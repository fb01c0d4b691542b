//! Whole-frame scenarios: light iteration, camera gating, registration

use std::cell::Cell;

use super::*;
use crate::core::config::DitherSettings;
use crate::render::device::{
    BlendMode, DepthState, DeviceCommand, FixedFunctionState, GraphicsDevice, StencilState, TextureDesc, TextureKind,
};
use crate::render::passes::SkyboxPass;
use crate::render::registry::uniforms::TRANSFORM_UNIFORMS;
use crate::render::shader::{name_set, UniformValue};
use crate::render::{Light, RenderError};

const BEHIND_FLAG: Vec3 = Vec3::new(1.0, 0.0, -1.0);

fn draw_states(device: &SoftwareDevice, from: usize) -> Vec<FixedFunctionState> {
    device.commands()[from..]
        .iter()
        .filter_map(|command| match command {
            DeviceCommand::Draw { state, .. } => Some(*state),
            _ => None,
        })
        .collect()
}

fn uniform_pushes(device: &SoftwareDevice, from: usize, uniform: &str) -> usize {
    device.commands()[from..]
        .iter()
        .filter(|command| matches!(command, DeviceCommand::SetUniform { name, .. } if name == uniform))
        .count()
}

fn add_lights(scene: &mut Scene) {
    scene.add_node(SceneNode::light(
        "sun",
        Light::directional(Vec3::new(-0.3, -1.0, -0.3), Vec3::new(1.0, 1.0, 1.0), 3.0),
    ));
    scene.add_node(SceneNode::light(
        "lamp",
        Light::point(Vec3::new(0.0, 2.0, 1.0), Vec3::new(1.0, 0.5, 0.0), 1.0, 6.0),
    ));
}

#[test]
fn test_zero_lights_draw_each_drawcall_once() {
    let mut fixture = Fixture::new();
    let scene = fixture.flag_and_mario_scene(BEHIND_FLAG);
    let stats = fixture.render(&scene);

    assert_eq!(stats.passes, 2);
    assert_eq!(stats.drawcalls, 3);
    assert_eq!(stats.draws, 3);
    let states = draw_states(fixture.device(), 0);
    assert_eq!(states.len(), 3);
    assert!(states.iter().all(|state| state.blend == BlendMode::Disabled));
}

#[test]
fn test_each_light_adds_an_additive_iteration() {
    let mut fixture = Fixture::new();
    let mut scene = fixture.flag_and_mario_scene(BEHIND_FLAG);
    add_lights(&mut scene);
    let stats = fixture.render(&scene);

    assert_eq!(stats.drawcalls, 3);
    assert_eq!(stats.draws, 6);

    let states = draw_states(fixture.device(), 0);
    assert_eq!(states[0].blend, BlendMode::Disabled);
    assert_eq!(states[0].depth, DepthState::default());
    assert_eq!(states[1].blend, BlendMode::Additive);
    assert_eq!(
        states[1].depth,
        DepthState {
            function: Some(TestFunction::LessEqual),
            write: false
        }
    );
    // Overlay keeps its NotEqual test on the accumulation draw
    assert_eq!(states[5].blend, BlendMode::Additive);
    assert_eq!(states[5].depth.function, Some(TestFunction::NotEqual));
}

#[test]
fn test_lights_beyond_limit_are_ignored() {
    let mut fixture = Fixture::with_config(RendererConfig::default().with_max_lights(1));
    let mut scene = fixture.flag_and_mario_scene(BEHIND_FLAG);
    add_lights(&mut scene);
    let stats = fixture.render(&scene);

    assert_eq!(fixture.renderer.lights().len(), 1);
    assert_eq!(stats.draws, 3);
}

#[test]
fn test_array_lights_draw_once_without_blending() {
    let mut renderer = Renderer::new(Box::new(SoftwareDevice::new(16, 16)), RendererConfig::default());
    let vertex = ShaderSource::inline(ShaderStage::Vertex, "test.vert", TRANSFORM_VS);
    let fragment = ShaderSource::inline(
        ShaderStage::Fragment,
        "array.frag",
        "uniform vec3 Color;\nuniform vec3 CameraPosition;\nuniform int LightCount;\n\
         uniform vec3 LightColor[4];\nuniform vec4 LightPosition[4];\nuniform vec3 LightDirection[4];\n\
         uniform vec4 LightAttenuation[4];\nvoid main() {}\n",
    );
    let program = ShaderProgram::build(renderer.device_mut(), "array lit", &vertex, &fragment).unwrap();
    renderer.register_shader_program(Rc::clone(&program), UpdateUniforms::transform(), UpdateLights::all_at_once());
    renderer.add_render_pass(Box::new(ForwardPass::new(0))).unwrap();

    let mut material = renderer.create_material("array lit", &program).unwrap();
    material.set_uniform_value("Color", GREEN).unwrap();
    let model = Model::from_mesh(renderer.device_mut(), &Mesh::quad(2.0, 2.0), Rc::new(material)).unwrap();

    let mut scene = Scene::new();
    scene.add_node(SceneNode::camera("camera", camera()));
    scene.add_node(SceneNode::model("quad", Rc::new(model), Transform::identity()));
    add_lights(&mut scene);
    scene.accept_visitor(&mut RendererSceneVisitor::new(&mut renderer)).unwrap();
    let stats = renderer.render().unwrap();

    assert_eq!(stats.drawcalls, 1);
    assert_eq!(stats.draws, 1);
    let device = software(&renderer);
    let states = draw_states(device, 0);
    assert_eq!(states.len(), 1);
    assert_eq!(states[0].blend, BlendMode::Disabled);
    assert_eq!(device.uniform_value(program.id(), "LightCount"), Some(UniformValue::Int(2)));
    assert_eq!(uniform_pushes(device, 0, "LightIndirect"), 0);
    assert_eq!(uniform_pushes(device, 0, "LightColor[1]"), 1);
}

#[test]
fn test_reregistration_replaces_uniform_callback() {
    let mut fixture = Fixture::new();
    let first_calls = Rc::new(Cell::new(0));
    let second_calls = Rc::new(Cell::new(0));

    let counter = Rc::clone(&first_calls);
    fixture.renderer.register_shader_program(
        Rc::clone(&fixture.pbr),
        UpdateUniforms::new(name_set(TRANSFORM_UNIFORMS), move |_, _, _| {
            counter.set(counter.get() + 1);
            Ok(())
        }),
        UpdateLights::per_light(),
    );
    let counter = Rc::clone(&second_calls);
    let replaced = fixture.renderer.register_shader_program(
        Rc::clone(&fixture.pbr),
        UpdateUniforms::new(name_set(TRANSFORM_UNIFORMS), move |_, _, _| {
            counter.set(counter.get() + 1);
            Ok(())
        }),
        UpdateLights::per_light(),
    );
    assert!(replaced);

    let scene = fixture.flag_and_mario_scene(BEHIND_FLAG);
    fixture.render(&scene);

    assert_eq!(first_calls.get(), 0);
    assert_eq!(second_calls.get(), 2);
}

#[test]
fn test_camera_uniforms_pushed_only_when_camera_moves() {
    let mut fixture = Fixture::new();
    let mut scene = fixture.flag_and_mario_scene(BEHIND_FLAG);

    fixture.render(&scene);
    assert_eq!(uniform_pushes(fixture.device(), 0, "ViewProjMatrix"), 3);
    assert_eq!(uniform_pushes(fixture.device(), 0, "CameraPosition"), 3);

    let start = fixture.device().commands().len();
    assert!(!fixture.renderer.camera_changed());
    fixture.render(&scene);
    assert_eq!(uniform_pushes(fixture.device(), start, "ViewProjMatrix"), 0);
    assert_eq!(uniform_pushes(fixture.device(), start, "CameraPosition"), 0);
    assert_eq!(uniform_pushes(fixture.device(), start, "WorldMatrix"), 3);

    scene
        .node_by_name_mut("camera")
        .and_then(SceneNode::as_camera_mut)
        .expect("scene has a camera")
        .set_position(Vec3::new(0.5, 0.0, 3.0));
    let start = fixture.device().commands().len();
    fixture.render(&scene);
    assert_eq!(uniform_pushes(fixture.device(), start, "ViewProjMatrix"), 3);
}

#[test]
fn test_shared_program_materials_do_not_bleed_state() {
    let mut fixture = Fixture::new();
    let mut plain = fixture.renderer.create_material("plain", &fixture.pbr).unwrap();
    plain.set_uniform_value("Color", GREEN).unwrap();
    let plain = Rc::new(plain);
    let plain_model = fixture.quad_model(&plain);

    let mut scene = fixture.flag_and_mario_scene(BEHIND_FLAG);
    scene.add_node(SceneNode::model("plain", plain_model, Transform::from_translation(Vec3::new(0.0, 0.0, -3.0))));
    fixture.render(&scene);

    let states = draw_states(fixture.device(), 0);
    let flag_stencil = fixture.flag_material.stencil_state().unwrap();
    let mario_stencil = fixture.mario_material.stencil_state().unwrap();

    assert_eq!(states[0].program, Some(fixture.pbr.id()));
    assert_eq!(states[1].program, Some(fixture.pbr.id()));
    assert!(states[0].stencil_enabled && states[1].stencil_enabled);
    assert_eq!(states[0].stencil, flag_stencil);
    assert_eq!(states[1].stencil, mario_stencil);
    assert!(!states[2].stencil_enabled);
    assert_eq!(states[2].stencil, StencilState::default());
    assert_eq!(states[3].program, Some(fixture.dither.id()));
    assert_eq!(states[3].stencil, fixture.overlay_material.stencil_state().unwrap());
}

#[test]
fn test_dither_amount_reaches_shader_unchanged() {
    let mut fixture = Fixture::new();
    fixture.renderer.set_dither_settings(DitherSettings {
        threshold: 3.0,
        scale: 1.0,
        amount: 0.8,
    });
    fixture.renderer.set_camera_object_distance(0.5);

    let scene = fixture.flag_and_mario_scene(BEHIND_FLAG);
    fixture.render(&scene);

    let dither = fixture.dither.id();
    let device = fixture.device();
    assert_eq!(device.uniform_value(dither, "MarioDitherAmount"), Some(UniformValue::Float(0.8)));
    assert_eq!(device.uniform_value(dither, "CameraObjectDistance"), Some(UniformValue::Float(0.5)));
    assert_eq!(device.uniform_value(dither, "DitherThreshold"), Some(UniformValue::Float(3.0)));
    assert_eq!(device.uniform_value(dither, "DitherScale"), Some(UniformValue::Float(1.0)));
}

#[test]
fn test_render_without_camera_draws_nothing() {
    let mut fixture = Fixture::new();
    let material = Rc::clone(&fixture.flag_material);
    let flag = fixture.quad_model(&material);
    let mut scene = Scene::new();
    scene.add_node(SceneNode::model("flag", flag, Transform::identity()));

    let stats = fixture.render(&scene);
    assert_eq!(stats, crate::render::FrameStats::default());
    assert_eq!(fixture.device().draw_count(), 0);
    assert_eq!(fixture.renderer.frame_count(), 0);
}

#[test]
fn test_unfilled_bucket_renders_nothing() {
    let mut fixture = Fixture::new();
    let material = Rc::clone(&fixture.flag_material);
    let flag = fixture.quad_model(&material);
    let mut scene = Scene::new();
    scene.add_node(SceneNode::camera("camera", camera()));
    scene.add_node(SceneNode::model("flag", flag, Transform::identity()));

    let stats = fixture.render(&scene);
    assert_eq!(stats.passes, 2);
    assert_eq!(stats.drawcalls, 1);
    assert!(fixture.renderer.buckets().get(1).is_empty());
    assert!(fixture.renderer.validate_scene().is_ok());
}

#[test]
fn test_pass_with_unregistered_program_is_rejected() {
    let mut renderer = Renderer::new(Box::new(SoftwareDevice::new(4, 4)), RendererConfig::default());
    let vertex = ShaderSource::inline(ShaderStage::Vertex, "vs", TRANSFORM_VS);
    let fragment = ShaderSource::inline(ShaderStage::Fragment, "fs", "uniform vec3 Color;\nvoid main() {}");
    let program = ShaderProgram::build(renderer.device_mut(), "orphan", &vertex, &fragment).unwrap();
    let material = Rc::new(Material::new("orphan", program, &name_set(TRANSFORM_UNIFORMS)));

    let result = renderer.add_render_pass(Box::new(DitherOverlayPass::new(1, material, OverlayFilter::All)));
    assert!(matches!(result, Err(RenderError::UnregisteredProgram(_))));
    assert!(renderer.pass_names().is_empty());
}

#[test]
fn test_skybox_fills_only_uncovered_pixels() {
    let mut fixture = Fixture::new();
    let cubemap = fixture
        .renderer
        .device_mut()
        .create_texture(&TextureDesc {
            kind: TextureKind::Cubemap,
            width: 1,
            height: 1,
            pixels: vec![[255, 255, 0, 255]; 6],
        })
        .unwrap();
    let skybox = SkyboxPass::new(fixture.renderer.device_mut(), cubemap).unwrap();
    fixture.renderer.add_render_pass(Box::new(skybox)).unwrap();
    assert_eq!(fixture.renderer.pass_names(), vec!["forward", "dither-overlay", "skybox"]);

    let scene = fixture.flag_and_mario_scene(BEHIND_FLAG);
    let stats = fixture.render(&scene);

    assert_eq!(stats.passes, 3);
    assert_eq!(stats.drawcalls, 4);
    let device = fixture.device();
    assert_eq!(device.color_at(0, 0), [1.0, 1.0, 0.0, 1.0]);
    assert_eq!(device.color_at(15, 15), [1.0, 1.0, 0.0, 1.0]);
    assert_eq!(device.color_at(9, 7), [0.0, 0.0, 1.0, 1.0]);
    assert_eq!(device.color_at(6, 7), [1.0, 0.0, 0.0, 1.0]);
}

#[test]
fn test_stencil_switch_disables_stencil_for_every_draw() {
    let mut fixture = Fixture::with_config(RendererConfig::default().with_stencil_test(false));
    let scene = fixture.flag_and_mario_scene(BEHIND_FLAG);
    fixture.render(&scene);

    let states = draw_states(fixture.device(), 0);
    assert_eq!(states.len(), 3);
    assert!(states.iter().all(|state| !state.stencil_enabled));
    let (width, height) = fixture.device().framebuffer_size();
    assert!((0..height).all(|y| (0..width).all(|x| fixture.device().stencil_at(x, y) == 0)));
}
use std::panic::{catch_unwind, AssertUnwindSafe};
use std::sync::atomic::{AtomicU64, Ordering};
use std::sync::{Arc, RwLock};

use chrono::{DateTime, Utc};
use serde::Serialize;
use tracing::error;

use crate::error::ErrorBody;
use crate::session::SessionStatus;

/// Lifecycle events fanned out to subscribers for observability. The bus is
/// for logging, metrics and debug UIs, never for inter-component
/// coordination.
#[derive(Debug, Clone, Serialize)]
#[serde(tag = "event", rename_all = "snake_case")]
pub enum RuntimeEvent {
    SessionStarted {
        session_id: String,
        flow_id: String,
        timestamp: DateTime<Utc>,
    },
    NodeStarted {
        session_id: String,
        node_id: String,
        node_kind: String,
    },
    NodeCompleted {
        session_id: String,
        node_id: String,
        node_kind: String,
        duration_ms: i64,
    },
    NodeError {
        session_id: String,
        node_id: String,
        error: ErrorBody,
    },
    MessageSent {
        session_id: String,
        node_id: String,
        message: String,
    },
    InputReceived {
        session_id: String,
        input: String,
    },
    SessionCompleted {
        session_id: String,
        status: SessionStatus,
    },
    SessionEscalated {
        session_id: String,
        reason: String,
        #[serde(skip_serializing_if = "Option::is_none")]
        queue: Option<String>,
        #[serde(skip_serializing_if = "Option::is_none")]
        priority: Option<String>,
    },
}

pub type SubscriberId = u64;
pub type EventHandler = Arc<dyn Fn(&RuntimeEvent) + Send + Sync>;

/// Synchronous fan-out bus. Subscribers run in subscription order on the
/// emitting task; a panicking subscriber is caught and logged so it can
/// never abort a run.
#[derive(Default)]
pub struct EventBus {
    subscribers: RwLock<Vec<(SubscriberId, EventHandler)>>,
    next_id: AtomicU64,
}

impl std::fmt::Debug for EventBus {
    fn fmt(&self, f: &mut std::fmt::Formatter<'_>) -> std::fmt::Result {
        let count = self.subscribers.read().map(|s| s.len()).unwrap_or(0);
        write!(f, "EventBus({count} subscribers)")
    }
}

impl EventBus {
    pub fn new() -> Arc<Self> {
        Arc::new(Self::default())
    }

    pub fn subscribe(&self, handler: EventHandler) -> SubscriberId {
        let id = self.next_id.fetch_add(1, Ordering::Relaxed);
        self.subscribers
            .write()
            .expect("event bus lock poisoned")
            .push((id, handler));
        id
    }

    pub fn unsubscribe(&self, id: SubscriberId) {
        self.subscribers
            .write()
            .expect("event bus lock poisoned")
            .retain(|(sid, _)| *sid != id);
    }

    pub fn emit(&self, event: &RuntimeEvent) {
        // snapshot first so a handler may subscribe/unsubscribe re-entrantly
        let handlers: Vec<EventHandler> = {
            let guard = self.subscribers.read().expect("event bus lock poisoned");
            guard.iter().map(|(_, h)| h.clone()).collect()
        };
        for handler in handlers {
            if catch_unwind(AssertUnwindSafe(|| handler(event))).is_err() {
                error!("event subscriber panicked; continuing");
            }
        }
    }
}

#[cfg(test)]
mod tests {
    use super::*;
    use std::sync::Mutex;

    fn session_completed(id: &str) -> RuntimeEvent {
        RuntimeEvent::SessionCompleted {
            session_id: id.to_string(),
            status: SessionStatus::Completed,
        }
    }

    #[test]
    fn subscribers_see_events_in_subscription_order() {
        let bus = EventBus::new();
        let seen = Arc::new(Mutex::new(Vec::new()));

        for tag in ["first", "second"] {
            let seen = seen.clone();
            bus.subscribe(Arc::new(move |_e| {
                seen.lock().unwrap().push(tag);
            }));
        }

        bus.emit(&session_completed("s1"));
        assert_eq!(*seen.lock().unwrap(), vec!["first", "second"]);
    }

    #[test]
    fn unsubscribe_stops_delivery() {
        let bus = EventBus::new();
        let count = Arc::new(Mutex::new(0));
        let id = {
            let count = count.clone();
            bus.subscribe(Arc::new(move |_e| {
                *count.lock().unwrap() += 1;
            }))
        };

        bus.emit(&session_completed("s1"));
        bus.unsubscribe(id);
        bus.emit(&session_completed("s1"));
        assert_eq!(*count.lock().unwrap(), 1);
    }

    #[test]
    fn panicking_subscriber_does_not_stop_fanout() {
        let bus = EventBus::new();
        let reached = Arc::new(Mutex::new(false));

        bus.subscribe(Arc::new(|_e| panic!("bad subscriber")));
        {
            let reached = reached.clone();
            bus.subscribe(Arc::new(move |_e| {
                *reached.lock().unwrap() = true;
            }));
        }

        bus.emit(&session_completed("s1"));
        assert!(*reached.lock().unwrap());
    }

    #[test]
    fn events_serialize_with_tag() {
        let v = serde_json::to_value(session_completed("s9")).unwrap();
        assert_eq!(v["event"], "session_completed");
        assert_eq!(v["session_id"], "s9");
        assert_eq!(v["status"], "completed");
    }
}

..............................

WHAT TO WORK ON:
What belongs in the answer is each line of the listing that contains the word "ShaderStage".

ANSWER SPACE:
    let vertex = ShaderSource::inline(ShaderStage::Vertex, "test.vert", TRANSFORM_VS);
        ShaderStage::Fragment,
    let vertex = ShaderSource::inline(ShaderStage::Vertex, "vs", TRANSFORM_VS);
    let fragment = ShaderSource::inline(ShaderStage::Fragment, "fs", "uniform vec3 Color;\nvoid main() {}");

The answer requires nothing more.